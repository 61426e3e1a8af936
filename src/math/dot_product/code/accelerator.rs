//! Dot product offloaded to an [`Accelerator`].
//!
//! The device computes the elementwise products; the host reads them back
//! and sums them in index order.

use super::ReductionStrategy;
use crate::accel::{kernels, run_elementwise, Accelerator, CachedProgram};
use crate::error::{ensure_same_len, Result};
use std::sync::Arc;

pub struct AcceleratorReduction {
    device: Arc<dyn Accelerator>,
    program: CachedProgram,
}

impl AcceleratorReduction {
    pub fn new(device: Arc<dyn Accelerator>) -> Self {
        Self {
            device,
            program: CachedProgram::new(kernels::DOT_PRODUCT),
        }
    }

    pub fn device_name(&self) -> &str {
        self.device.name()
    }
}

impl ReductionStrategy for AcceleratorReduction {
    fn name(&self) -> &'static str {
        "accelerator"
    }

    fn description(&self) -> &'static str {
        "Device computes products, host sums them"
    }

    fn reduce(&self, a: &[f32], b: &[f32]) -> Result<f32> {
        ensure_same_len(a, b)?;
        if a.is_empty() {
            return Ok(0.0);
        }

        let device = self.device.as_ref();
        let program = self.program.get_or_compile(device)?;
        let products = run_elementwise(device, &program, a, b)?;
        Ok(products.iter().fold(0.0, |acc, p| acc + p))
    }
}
:::::
Some lines of the data may hold the word "static". Say how many do, with nothing else.

2